- Cell 1: Importing Essential Libraries

In [None]:
import pandas as pd
import seaborn as sns
import matplotlib.pyplot as plt

What I'm doing here: I'm loading the three core libraries I need for this sales analysis project. Pandas handles all my data manipulation, Seaborn creates polished visualizations, and Matplotlib gives me fine control over chart customization

- Cell 2: Loading Data and Engineering Time-Based Features

In [None]:
df = pd.read_csv("Superstore sales dataset.csv")

df["Order Date"] = pd.to_datetime(df["Order Date"], dayfirst=True)
df["Ship Date"] = pd.to_datetime(df["Ship Date"], dayfirst=True)  
df["Delivery Time"] = (df["Ship Date"] - df["Order Date"]).dt.days
df["Order Months"] = df["Order Date"].dt.month 
df["Order Years"] = df["Order Date"].dt.year
df.head()

What I'm doing here: I'm loading the Superstore dataset and immediately creating features that will unlock time-based insights. I convert dates to datetime format (using dayfirst=True for DD/MM/YYYY), calculate delivery time in days, and extract months and years. These new columns will let me analyze seasonal patterns, delivery performance, and year-over-year trends throughout the project.

- Cell 3: Comprehensive Data Quality Assessment

In [None]:
print(df.info())
print(df.columns)
df.isnull().sum()

What I'm doing here: I'm performing a thorough data exploration before diving into analysis. df.info() reveals the dataset structure and data types, while I list all column names for quick reference. I check for missing values with isnull().sum() and use df.describe() to get statistical summaries of numerical columns (mean, standard deviation, min/max values). This complete assessment ensures I understand the data quality and distribution before building any visualizations

- Cell 4: Profit Analysis Across Years by Region and Discount

In [None]:
plt.figure(figsize=(13 , 7))

sns.scatterplot(x='Order Years' , y='Profit' , data=df ,style='Region' , hue='Discount' , palette='viridis' , alpha=0.7)
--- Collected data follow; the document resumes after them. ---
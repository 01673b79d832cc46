//! Command implementations
//!
//! Each module corresponds to a subcommand in the CLI.

pub mod scrape;
pub mod scrape_one;
pub mod status;

use tokio_util::sync::CancellationToken;
use tracing::warn;

pub use scrape::{run as scrape_run, ScrapeArgs};
pub use scrape_one::run as scrape_one_run;
pub use status::run as status_run;

/// Token cancelled on Ctrl+C or SIGTERM.
pub fn cancel_on_signal() -> CancellationToken {
    let cancel = CancellationToken::new();
    let token = cancel.clone();
    tokio::spawn(async move {
        wait_for_shutdown_signal().await;
        warn!("Interrupt received, stopping at the next request");
        token.cancel();
    });
    cancel
}

#[cfg(unix)]
async fn wait_for_shutdown_signal() {
    use tokio::signal::unix::{signal, SignalKind};

    match signal(SignalKind::terminate()) {
        Ok(mut terminate) => {
            tokio::select! {
                _ = tokio::signal::ctrl_c() => {}
                _ = terminate.recv() => {}
            }
        }
        Err(err) => {
            warn!("Cannot listen for SIGTERM: {}", err);
            let _ = tokio::signal::ctrl_c().await;
        }
    }
}

#[cfg(not(unix))]
async fn wait_for_shutdown_signal() {
    let _ = tokio::signal::ctrl_c().await;
}
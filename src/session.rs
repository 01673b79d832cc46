//! Session management for the Telegram client
//!
//! Provides:
//! - File-based session locking so two scrapers never share one session
//! - Session file validation
//! - Client creation from an already authorized session

use std::fs::{File, OpenOptions};
use std::path::{Path, PathBuf};
use std::sync::Arc;

use fs2::FileExt;
use grammers_client::client::updates::UpdatesLike;
use grammers_client::Client;
use grammers_mtsender::SenderPool;
use grammers_session::storages::SqliteSession;
use tokio::sync::mpsc;
use tracing::{error, info};

use crate::config::Config;
use crate::error::{Error, Result};

/// Session lock guard that ensures exclusive access to the Telegram session.
pub struct SessionLock {
    path: PathBuf,
    lock_file: Option<File>,
}

impl SessionLock {
    /// Acquire an exclusive lock, failing fast if another process holds it.
    pub fn acquire(path: impl AsRef<Path>) -> Result<Self> {
        let path = path.as_ref().to_path_buf();
        let lock_file = OpenOptions::new()
            .write(true)
            .create(true)
            .truncate(true)
            .open(&path)
            .map_err(|e| Error::LockError(format!("Failed to open lock file: {}", e)))?;

        match lock_file.try_lock_exclusive() {
            Ok(()) => Ok(Self {
                path,
                lock_file: Some(lock_file),
            }),
            Err(_) => {
                error!(
                    lock = %path.display(),
                    "Telegram session is already used by another scraper; wait for it to finish"
                );
                Err(Error::SessionLocked)
            }
        }
    }

    /// Release the lock manually
    pub fn release(&mut self) {
        if let Some(file) = self.lock_file.take() {
            let _ = file.unlock();
            let _ = std::fs::remove_file(&self.path);
        }
    }
}

impl Drop for SessionLock {
    fn drop(&mut self) {
        self.release();
    }
}

/// Check that the session file exists.
///
/// Login is not handled here; the session must be authorized beforehand.
pub fn check_session_exists(session_file: &str) -> Result<()> {
    if !Path::new(session_file).exists() {
        error!(
            session = session_file,
            "Session file not found; create and authorize it before scraping"
        );
        return Err(Error::SessionNotFound(session_file.to_string()));
    }

    Ok(())
}

/// Load an existing session from file.
pub fn load_session(session_file: &str) -> Result<Arc<SqliteSession>> {
    let session = SqliteSession::open(session_file)
        .map_err(|e| Error::SessionNotFound(format!("Failed to load session: {}", e)))?;
    Ok(Arc::new(session))
}

/// Holder for the sender pool runner and the Client built on it
pub struct TelegramClient {
    pub client: Client,
    // Updates are not consumed, but the runner expects a live receiver.
    _updates: mpsc::UnboundedReceiver<UpdatesLike>,
    _runner_handle: tokio::task::JoinHandle<()>,
}

impl TelegramClient {
    /// Create a new TelegramClient from session
    pub async fn connect(session: Arc<SqliteSession>, api_id: i32) -> Result<Self> {
        if api_id == 0 {
            return Err(Error::Config(
                "api_id is not set (config.yml telegram.api_id or TELEGRAM_API_ID)".to_string(),
            ));
        }

        let pool = SenderPool::new(session, api_id);
        let client = Client::new(&pool);

        // The client keeps its own pool handle.
        let SenderPool {
            runner, updates, ..
        } = pool;

        let runner_handle = tokio::spawn(async move {
            runner.run().await;
        });

        info!("Connected to Telegram");

        Ok(Self {
            client,
            _updates: updates,
            _runner_handle: runner_handle,
        })
    }
}

impl std::ops::Deref for TelegramClient {
    type Target = Client;

    fn deref(&self) -> &Self::Target {
        &self.client
    }
}

/// Create and connect a Telegram client with the configured session.
pub async fn get_client(config: &Config) -> Result<TelegramClient> {
    let session_file = config.session_file();
    check_session_exists(&session_file)?;
    let session = load_session(&session_file)?;
    TelegramClient::connect(session, config.api_id).await
}
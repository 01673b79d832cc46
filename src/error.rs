//! Error types for the Telegram scraper

use std::path::PathBuf;

use thiserror::Error;

#[derive(Error, Debug)]
pub enum Error {
    #[error("Session file not found: {0}")]
    SessionNotFound(String),

    #[error("Session is locked by another process")]
    SessionLocked,

    #[error("Failed to acquire session lock: {0}")]
    LockError(String),

    #[error("Failed to resolve channel '{channel}': {reason}")]
    Resolution { channel: String, reason: String },

    #[error("Failed to fetch history page: {0}")]
    Fetch(String),

    #[error("Giving up on channel '{channel}' after {attempts} failed attempts")]
    RetriesExhausted { channel: String, attempts: u32 },

    #[error("Failed to persist {}: {source}", path.display())]
    Persistence {
        path: PathBuf,
        #[source]
        source: std::io::Error,
    },

    #[error("IO error: {0}")]
    IoError(#[from] std::io::Error),

    #[error("Serialization error: {0}")]
    SerializationError(String),

    #[error("Configuration error: {0}")]
    Config(String),

    #[error("Invalid argument: {0}")]
    InvalidArgument(String),

    #[error("Scrape cancelled")]
    Cancelled,
}

pub type Result<T> = std::result::Result<T, Error>;

impl Error {
    pub fn resolution(channel: &str, reason: impl ToString) -> Self {
        Error::Resolution {
            channel: channel.to_string(),
            reason: reason.to_string(),
        }
    }

    pub fn persistence(path: impl Into<PathBuf>, source: std::io::Error) -> Self {
        Error::Persistence {
            path: path.into(),
            source,
        }
    }
}

impl From<serde_json::Error> for Error {
    fn from(err: serde_json::Error) -> Self {
        Error::SerializationError(err.to_string())
    }
}
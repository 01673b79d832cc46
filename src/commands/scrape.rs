//! Multi-channel scrape with checkpointing.

use std::path::PathBuf;

use tokio_util::sync::CancellationToken;
use tracing::info;

use crate::config::{normalize_channels, Config, CHECKPOINT_FILE_NAME};
use crate::error::Result;
use crate::history::GrammersBackend;
use crate::scrape::{ChannelWriter, CheckpointStore, Orchestrator, RunSummary};
use crate::session::{get_client, SessionLock};

/// Command line overrides for a scrape run.
#[derive(Debug, Clone, Default)]
pub struct ScrapeArgs {
    /// Replaces the configured channel list when not empty.
    pub channels: Vec<String>,
    pub max_messages: Option<usize>,
    pub batch_size: Option<usize>,
    pub data_dir: Option<PathBuf>,
}

impl ScrapeArgs {
    /// Merge the overrides into `config`.
    pub fn apply(&self, mut config: Config) -> Result<Config> {
        if !self.channels.is_empty() {
            config.channels = normalize_channels(&self.channels);
        }
        if let Some(max_messages) = self.max_messages {
            config.max_messages = max_messages;
        }
        if let Some(batch_size) = self.batch_size {
            config.batch_size = batch_size;
        }
        if let Some(data_dir) = &self.data_dir {
            // A checkpoint living in the old data dir follows it.
            if config.checkpoint_file == config.data_dir.join(CHECKPOINT_FILE_NAME) {
                config.checkpoint_file = data_dir.join(CHECKPOINT_FILE_NAME);
            }
            config.data_dir = data_dir.clone();
        }
        config.validate()?;
        Ok(config)
    }
}

pub async fn run(config: Config, args: ScrapeArgs, cancel: CancellationToken) -> Result<RunSummary> {
    let config = args.apply(config)?;

    info!("Channels to scrape: {}", config.channels.join(", "));

    let _lock = SessionLock::acquire(config.lock_file())?;
    let client = get_client(&config).await?;

    let orchestrator = Orchestrator::new(
        GrammersBackend::new(client),
        ChannelWriter::new(&config.data_dir),
        CheckpointStore::new(&config.checkpoint_file),
        config.fetch_settings(),
    );

    let summary = orchestrator.run(&config.channels, &cancel).await?;
    print_summary(&summary, &config);

    Ok(summary)
}

fn print_summary(summary: &RunSummary, config: &Config) {
    println!("\n{}", "=".repeat(60));
    if summary.scraped.is_empty() {
        println!("All channels have been scraped!");
    } else {
        println!("SCRAPING COMPLETE");
    }
    for scraped in &summary.scraped {
        println!(
            "  ✓ {}: {} messages -> {}",
            scraped.channel,
            scraped.messages,
            scraped.path.display()
        );
    }
    for (channel, reason) in &summary.skipped {
        println!("  ⊘ {} skipped ({})", channel, reason);
    }
    println!(
        "Total messages scraped this session: {}",
        summary.total_messages()
    );
    println!("Files saved to: {}", config.data_dir.display());
    println!("{}", "=".repeat(60));
}
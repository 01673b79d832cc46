//! Message history backend
//!
//! The scraper only needs two capabilities from Telegram: resolving a
//! channel handle and fetching one page of history older than a cursor.
//! [`HistoryBackend`] captures exactly that, so the scrape loop can run
//! against the real MTProto client or against a scripted backend in tests.

use async_trait::async_trait;
use chrono::{DateTime, Utc};
use grammers_tl_types as tl;
use tracing::debug;

use crate::chat::{normalize_handle, peer_name, peer_to_input};
use crate::error::{Error, Result};
use crate::session::TelegramClient;

/// One history entry as returned by the backend, before filtering.
#[derive(Debug, Clone, PartialEq, Eq)]
pub struct RawMessage {
    pub id: i32,
    pub date: DateTime<Utc>,
    /// `None` for service messages and media without a caption.
    pub text: Option<String>,
}

impl RawMessage {
    pub fn new(id: i32, date: DateTime<Utc>, text: Option<&str>) -> Self {
        Self {
            id,
            date,
            text: text.map(str::to_string),
        }
    }
}

/// A channel handle resolved into something the backend can page through.
#[derive(Debug, Clone)]
pub struct ResolvedChannel<P> {
    pub title: String,
    pub peer: P,
}

#[async_trait]
pub trait HistoryBackend: Send + Sync {
    type Peer: Send + Sync;

    /// Resolve a handle, failing with [`Error::Resolution`].
    async fn resolve(&self, handle: &str) -> Result<ResolvedChannel<Self::Peer>>;

    /// Fetch up to `limit` messages strictly older than `offset_id`,
    /// newest first. `offset_id == 0` starts from the newest message.
    /// Failures are reported as [`Error::Fetch`].
    async fn fetch_page(
        &self,
        peer: &Self::Peer,
        offset_id: i32,
        limit: usize,
    ) -> Result<Vec<RawMessage>>;
}

/// History backend over a connected grammers client.
pub struct GrammersBackend {
    client: TelegramClient,
}

impl GrammersBackend {
    pub fn new(client: TelegramClient) -> Self {
        Self { client }
    }
}

#[async_trait]
impl HistoryBackend for GrammersBackend {
    type Peer = tl::enums::InputPeer;

    async fn resolve(&self, handle: &str) -> Result<ResolvedChannel<Self::Peer>> {
        let username = normalize_handle(handle);
        let peer = self
            .client
            .resolve_username(username)
            .await
            .map_err(|e| Error::resolution(handle, e))?
            .ok_or_else(|| Error::resolution(handle, "username not found"))?;

        let input = peer_to_input(&peer);
        if matches!(input, tl::enums::InputPeer::Empty) {
            return Err(Error::resolution(handle, "peer is not accessible"));
        }

        Ok(ResolvedChannel {
            title: peer_name(&peer, handle),
            peer: input,
        })
    }

    async fn fetch_page(
        &self,
        peer: &Self::Peer,
        offset_id: i32,
        limit: usize,
    ) -> Result<Vec<RawMessage>> {
        let request = tl::functions::messages::GetHistory {
            peer: peer.clone(),
            offset_id,
            offset_date: 0,
            add_offset: 0,
            limit: i32::try_from(limit).unwrap_or(i32::MAX),
            max_id: 0,
            min_id: 0,
            hash: 0,
        };

        let response = self
            .client
            .invoke(&request)
            .await
            .map_err(|e| Error::Fetch(e.to_string()))?;

        let messages = match response {
            tl::enums::messages::Messages::Messages(m) => m.messages,
            tl::enums::messages::Messages::Slice(m) => m.messages,
            tl::enums::messages::Messages::ChannelMessages(m) => m.messages,
            tl::enums::messages::Messages::NotModified(_) => Vec::new(),
        };
        debug!(offset_id, count = messages.len(), "Fetched history page");

        Ok(messages.into_iter().map(convert_message).collect())
    }
}

fn convert_message(message: tl::enums::Message) -> RawMessage {
    match message {
        tl::enums::Message::Message(m) => RawMessage {
            id: m.id,
            date: unix_date(m.date),
            text: Some(m.message).filter(|t| !t.is_empty()),
        },
        tl::enums::Message::Service(m) => RawMessage {
            id: m.id,
            date: unix_date(m.date),
            text: None,
        },
        tl::enums::Message::Empty(m) => RawMessage {
            id: m.id,
            date: DateTime::UNIX_EPOCH,
            text: None,
        },
    }
}

fn unix_date(timestamp: i32) -> DateTime<Utc> {
    DateTime::from_timestamp(i64::from(timestamp), 0).unwrap_or(DateTime::UNIX_EPOCH)
}
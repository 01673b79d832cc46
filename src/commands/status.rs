//! Report which channels are done without connecting to Telegram.

use crate::config::{normalize_channels, Config};
use crate::error::Result;
use crate::scrape::{done_reason, ChannelWriter, CheckpointStore, DoneReason};

#[derive(Debug, Clone, PartialEq, Eq)]
pub struct ChannelReport {
    pub channel: String,
    pub done: Option<DoneReason>,
    /// Record count of the output file, if one can be read.
    pub messages: Option<usize>,
}

/// Inspect the checkpoint and output files for `channels`
/// (the configured list when empty).
pub fn collect(config: &Config, channels: &[String]) -> Vec<ChannelReport> {
    let channels = if channels.is_empty() {
        config.channels.clone()
    } else {
        normalize_channels(channels)
    };

    let state = CheckpointStore::new(&config.checkpoint_file).load();
    let writer = ChannelWriter::new(&config.data_dir);

    channels
        .into_iter()
        .map(|channel| {
            let messages = if writer.exists(&channel) {
                writer.read(&channel).ok().map(|records| records.len())
            } else {
                None
            };
            ChannelReport {
                done: done_reason(&state, &writer, &channel),
                messages,
                channel,
            }
        })
        .collect()
}

pub fn run(config: &Config, channels: &[String]) -> Result<Vec<ChannelReport>> {
    let reports = collect(config, channels);

    println!("Checkpoint: {}", config.checkpoint_file.display());
    for report in &reports {
        let status = match report.done {
            Some(reason) => format!("done ({})", reason),
            None => "pending".to_string(),
        };
        match report.messages {
            Some(count) => println!("  {:<30} {:<28} {} messages", report.channel, status, count),
            None => println!("  {:<30} {}", report.channel, status),
        }
    }

    let pending = reports.iter().filter(|r| r.done.is_none()).count();
    println!("{} of {} channels pending", pending, reports.len());

    Ok(reports)
}
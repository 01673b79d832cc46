//! Prometheus metrics for the Telegram scraper.
//!
//! Exposes:
//! - `telegram_scraper_command_duration_seconds` (histogram)
//! - `telegram_scraper_command_total` (counter with status)
//! - `telegram_scraper_command_inflight` (gauge)
//! - `telegram_scraper_pages_total`, `telegram_scraper_records_total`,
//!   `telegram_scraper_fetch_errors_total` (per channel)
//! - `telegram_scraper_channels_total` (per channel and status)
//! - process metrics via `process` collector

use std::convert::Infallible;
use std::net::SocketAddr;
use std::time::Duration;

use bytes::Bytes;
use http_body_util::Full;
use hyper::body::Incoming;
use hyper::server::conn::http1;
use hyper::service::service_fn;
use hyper::{Request, Response, StatusCode};
use hyper_util::rt::TokioIo;
use once_cell::sync::Lazy;
use prometheus::process_collector::ProcessCollector;
use prometheus::{
    default_registry, register_histogram_vec, register_int_counter_vec, register_int_gauge_vec,
    Encoder, HistogramVec, IntCounterVec, IntGaugeVec, TextEncoder,
};
use tokio::net::TcpListener;
use tracing::{error, info, warn};

static PROCESS_COLLECTOR: Lazy<()> = Lazy::new(|| {
    if let Err(err) = default_registry().register(Box::new(ProcessCollector::for_self())) {
        warn!("Failed to register process collector: {}", err);
    }
});

static COMMAND_DURATION: Lazy<HistogramVec> = Lazy::new(|| {
    // Exponential buckets from 1s up to ~9 hours; full scrapes are long.
    let buckets =
        prometheus::exponential_buckets(1.0, 2.0, 16).expect("failed to create histogram buckets");
    register_histogram_vec!(
        "telegram_scraper_command_duration_seconds",
        "CLI command duration in seconds",
        &["command"],
        buckets
    )
    .expect("failed to register command duration histogram")
});

static COMMAND_TOTAL: Lazy<IntCounterVec> = Lazy::new(|| {
    register_int_counter_vec!(
        "telegram_scraper_command_total",
        "Total command executions by status",
        &["command", "status"]
    )
    .expect("failed to register command counter")
});

static COMMAND_INFLIGHT: Lazy<IntGaugeVec> = Lazy::new(|| {
    register_int_gauge_vec!(
        "telegram_scraper_command_inflight",
        "Number of in-flight commands",
        &["command"]
    )
    .expect("failed to register inflight gauge")
});

static PAGES_TOTAL: Lazy<IntCounterVec> = Lazy::new(|| {
    register_int_counter_vec!(
        "telegram_scraper_pages_total",
        "History pages fetched",
        &["channel"]
    )
    .expect("failed to register pages counter")
});

static RECORDS_TOTAL: Lazy<IntCounterVec> = Lazy::new(|| {
    register_int_counter_vec!(
        "telegram_scraper_records_total",
        "Text messages collected",
        &["channel"]
    )
    .expect("failed to register records counter")
});

static FETCH_ERRORS_TOTAL: Lazy<IntCounterVec> = Lazy::new(|| {
    register_int_counter_vec!(
        "telegram_scraper_fetch_errors_total",
        "Failed history page requests",
        &["channel"]
    )
    .expect("failed to register fetch error counter")
});

static CHANNELS_TOTAL: Lazy<IntCounterVec> = Lazy::new(|| {
    register_int_counter_vec!(
        "telegram_scraper_channels_total",
        "Channels processed by outcome",
        &["channel", "status"]
    )
    .expect("failed to register channel counter")
});

/// Ensure collectors are registered.
fn init_collectors() {
    Lazy::force(&PROCESS_COLLECTOR);
    Lazy::force(&COMMAND_DURATION);
    Lazy::force(&COMMAND_TOTAL);
    Lazy::force(&COMMAND_INFLIGHT);
    Lazy::force(&PAGES_TOTAL);
    Lazy::force(&RECORDS_TOTAL);
    Lazy::force(&FETCH_ERRORS_TOTAL);
    Lazy::force(&CHANNELS_TOTAL);
}

/// Increment inflight gauge for a command.
pub fn record_command_start(command: &'static str) {
    init_collectors();
    COMMAND_INFLIGHT.with_label_values(&[command]).inc();
}

/// Record command completion with duration and status.
pub fn record_command_result(command: &'static str, duration: Duration, success: bool) {
    init_collectors();
    COMMAND_INFLIGHT.with_label_values(&[command]).dec();
    COMMAND_DURATION
        .with_label_values(&[command])
        .observe(duration.as_secs_f64());
    COMMAND_TOTAL
        .with_label_values(&[command, if success { "ok" } else { "error" }])
        .inc();
}

/// Count one fetched page and the text records it yielded.
pub fn record_page(channel: &str, records: usize) {
    PAGES_TOTAL.with_label_values(&[channel]).inc();
    RECORDS_TOTAL
        .with_label_values(&[channel])
        .inc_by(records as u64);
}

/// Count one failed page request.
pub fn record_fetch_error(channel: &str) {
    FETCH_ERRORS_TOTAL.with_label_values(&[channel]).inc();
}

/// Count a channel outcome: `completed`, `skipped`, `failed` or `cancelled`.
pub fn record_channel(channel: &str, status: &str) {
    CHANNELS_TOTAL.with_label_values(&[channel, status]).inc();
}

async fn metrics_response() -> Result<Response<Full<Bytes>>, Infallible> {
    let encoder = TextEncoder::new();
    let metric_families = prometheus::gather();
    let mut buffer = Vec::new();

    if let Err(err) = encoder.encode(&metric_families, &mut buffer) {
        error!("Failed to encode metrics: {}", err);
        return Ok(Response::builder()
            .status(StatusCode::INTERNAL_SERVER_ERROR)
            .body(Full::from("encode error"))
            .unwrap());
    }

    Ok(Response::builder()
        .status(StatusCode::OK)
        .header(hyper::header::CONTENT_TYPE, encoder.format_type())
        .body(Full::from(buffer))
        .unwrap())
}

fn not_found() -> Response<Full<Bytes>> {
    Response::builder()
        .status(StatusCode::NOT_FOUND)
        .body(Full::new(Bytes::new()))
        .unwrap()
}

async fn handle_request(req: Request<Incoming>) -> Result<Response<Full<Bytes>>, Infallible> {
    match req.uri().path() {
        "/metrics" => metrics_response().await,
        _ => Ok(not_found()),
    }
}

async fn serve(addr: SocketAddr) -> anyhow::Result<()> {
    let listener = TcpListener::bind(addr).await?;
    info!(%addr, "Prometheus metrics endpoint started");

    loop {
        let (stream, peer) = listener.accept().await?;
        let service = service_fn(handle_request);
        let io = TokioIo::new(stream);

        tokio::spawn(async move {
            if let Err(err) = http1::Builder::new().serve_connection(io, service).await {
                warn!(?peer, "Metrics connection error: {}", err);
            }
        });
    }
}

/// Spawn the metrics HTTP endpoint on the given address.
pub fn spawn_metrics_server(addr: SocketAddr) {
    init_collectors();
    tokio::spawn(async move {
        if let Err(err) = serve(addr).await {
            error!(%addr, "Metrics server failed: {}", err);
        }
    });
}
//! Synthetic scored cohorts
//!
//! Generates labelled records whose score is the outcome plus bounded noise,
//! clipped to [0, 1], spread over the calibration-train, calibration-test and
//! development subsets. Used by the demo command, the benches and the tests.

use crate::records::ScoredRecord;
use rand::prelude::*;
use rand_xoshiro::Xoshiro256PlusPlus;
use serde::{Deserialize, Serialize};

/// Seeded cohort generator
#[derive(Debug, Clone, Serialize, Deserialize)]
pub struct CohortGenerator {
    /// Rows tagged 7 or 8 (alternating)
    pub n_calibration_train: usize,
    /// Rows tagged 9
    pub n_calibration_test: usize,
    /// Rows tagged 1..=6, outside every evaluation split
    pub n_development: usize,
    /// Probability of a positive outcome
    pub prevalence: f64,
    /// Half-width of the uniform noise added to the outcome
    ///
    /// Above 0.5 the two classes' score ranges overlap.
    pub noise: f64,
    /// Chance that a sentinel-filled attribute is missing
    pub missing_rate: f64,
    seed: Option<u64>,
}

impl Default for CohortGenerator {
    fn default() -> Self {
        Self {
            n_calibration_train: 60,
            n_calibration_test: 40,
            n_development: 0,
            prevalence: 0.3,
            noise: 0.7,
            missing_rate: 0.05,
            seed: None,
        }
    }
}

impl CohortGenerator {
    pub fn new() -> Self {
        Self::default()
    }

    /// Set random seed
    pub fn with_seed(mut self, seed: u64) -> Self {
        self.seed = Some(seed);
        self
    }

    pub fn with_sizes(mut self, calibration_train: usize, calibration_test: usize) -> Self {
        self.n_calibration_train = calibration_train;
        self.n_calibration_test = calibration_test;
        self
    }

    pub fn with_development_rows(mut self, n: usize) -> Self {
        self.n_development = n;
        self
    }

    pub fn with_prevalence(mut self, prevalence: f64) -> Self {
        self.prevalence = prevalence.clamp(0.0, 1.0);
        self
    }

    pub fn with_noise(mut self, noise: f64) -> Self {
        self.noise = noise.max(0.0);
        self
    }

    /// Draw a cohort; ids are zero-padded so lexical order matches draw order
    pub fn generate(&self) -> Vec<ScoredRecord> {
        let mut rng = match self.seed {
            Some(seed) => Xoshiro256PlusPlus::seed_from_u64(seed),
            None => Xoshiro256PlusPlus::from_entropy(),
        };

        let train = (0..self.n_calibration_train).map(|i| 7 + (i % 2) as i32);
        let test = std::iter::repeat(9).take(self.n_calibration_test);
        let development: Vec<i32> = (0..self.n_development)
            .map(|_| rng.gen_range(1..=6))
            .collect();

        train
            .chain(test)
            .chain(development)
            .enumerate()
            .map(|(i, subset)| self.draw(&mut rng, format!("P{:06}", i), subset))
            .collect()
    }

    fn draw(&self, rng: &mut Xoshiro256PlusPlus, id: String, subset: i32) -> ScoredRecord {
        let y: u8 = if rng.gen_bool(self.prevalence) { 1 } else { 0 };
        let noise = if self.noise > 0.0 {
            rng.gen_range(-self.noise..=self.noise)
        } else {
            0.0
        };
        let score = (y as f64 + noise).clamp(0.0, 1.0);

        let age = rng.gen_range(18.0..90.0_f64).round();
        let sex = rng.gen_range(1..=2);
        let modality = self.maybe_missing(rng, 1..=3);
        let race = self.maybe_missing(rng, 1..=5);
        let ethnicity = self.maybe_missing(rng, 1..=2);

        ScoredRecord::new(id, subset, y, score).with_demographics(
            Some(age),
            Some(sex),
            modality,
            race,
            ethnicity,
        )
    }

    fn maybe_missing(
        &self,
        rng: &mut Xoshiro256PlusPlus,
        codes: std::ops::RangeInclusive<u32>,
    ) -> Option<u32> {
        let code = rng.gen_range(codes);
        if rng.gen_bool(self.missing_rate.clamp(0.0, 1.0)) {
            None
        } else {
            Some(code)
        }
    }
}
plt.axhline(0 , color='red' , linestyle='--',  linewidth=1.4 , alpha=0.9)
plt.title('Profit Analysis by Year and Region', fontsize=14, fontweight='bold')
plt.xlabel('Year', fontsize=12)
plt.ylabel('Profit ($)', fontsize=12)
plt.tight_layout()
plt.grid(True , color='LIghtblue' , linestyle=':' , alpha=0.8)
plt.legend()
plt.show()

What I'm doing here: I'm visualizing profit patterns over time using a scatter plot where each point represents an individual order. I'm using different point styles to distinguish between regions and a color gradient (viridis) to show discount levels. The red dashed line at y=0 helps me quickly identify profitable versus unprofitable transactions. This multi-dimensional view reveals how discounts impact profitability across different regions and years.

- Cell 5: Annual Revenue Performance

In [None]:

yearly_sales = df.groupby('Order Years')['Sales'].sum().reset_index()

plt.figure(figsize=(12, 7))

ax = sns.barplot(x='Order Years', y='Sales', data=yearly_sales, 
                 palette='viridis', edgecolor='black', linewidth=1.2) 


for container in ax.containers:
    ax.bar_label(container, fmt='${:,.0f}', fontsize=10, fontweight='bold')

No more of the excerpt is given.